[Entries taken from a collection]
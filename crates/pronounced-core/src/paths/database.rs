//! Database path resolution.
//!
//! Provides the canonical path to the `SQLite` database file.

use std::fs;
use std::path::PathBuf;

use super::error::PathError;
use super::platform::data_root;

/// Get the path to the database file.
///
/// Returns `<data root>/data/pronounced.db`. The `data/` subdirectory is
/// created if it doesn't exist.
pub fn database_path() -> Result<PathBuf, PathError> {
    let data_dir = data_root()?.join("data");

    fs::create_dir_all(&data_dir).map_err(PathError::create_dir(&data_dir))?;

    Ok(data_dir.join("pronounced.db"))
}

#[cfg(test)]
mod tests {
    use super::*;
    use crate::paths::DATA_DIR_ENV;
    use crate::paths::test_utils::{ENV_LOCK, EnvVarGuard};
    use tempfile::tempdir;

    #[test]
    fn test_database_path_lives_under_data_dir() {
        let _guard = ENV_LOCK.lock().unwrap();
        let temp = tempdir().unwrap();
        let _env = EnvVarGuard::set(DATA_DIR_ENV, temp.path().to_string_lossy().as_ref());

        let path = database_path().unwrap();
        assert_eq!(path, temp.path().join("data").join("pronounced.db"));
        assert!(temp.path().join("data").is_dir());
    }
}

→ **Work task**
Copy the whole of the data above exactly.

→ **Response box**
filename crates/pronounced-core/src/paths/database.rs
//! Database path resolution.
//!
//! Provides the canonical path to the `SQLite` database file.

use std::fs;
use std::path::PathBuf;

use super::error::PathError;
use super::platform::data_root;

/// Get the path to the database file.
///
/// Returns `<data root>/data/pronounced.db`. The `data/` subdirectory is
/// created if it doesn't exist.
pub fn database_path() -> Result<PathBuf, PathError> {
    let data_dir = data_root()?.join("data");

    fs::create_dir_all(&data_dir).map_err(PathError::create_dir(&data_dir))?;

    Ok(data_dir.join("pronounced.db"))
}

#[cfg(test)]
mod tests {
    use super::*;
    use crate::paths::DATA_DIR_ENV;
    use crate::paths::test_utils::{ENV_LOCK, EnvVarGuard};
    use tempfile::tempdir;

    #[test]
    fn test_database_path_lives_under_data_dir() {
        let _guard = ENV_LOCK.lock().unwrap();
        let temp = tempdir().unwrap();
        let _env = EnvVarGuard::set(DATA_DIR_ENV, temp.path().to_string_lossy().as_ref());

        let path = database_path().unwrap();
        assert_eq!(path, temp.path().join("data").join("pronounced.db"));
        assert!(temp.path().join("data").is_dir());
    }
}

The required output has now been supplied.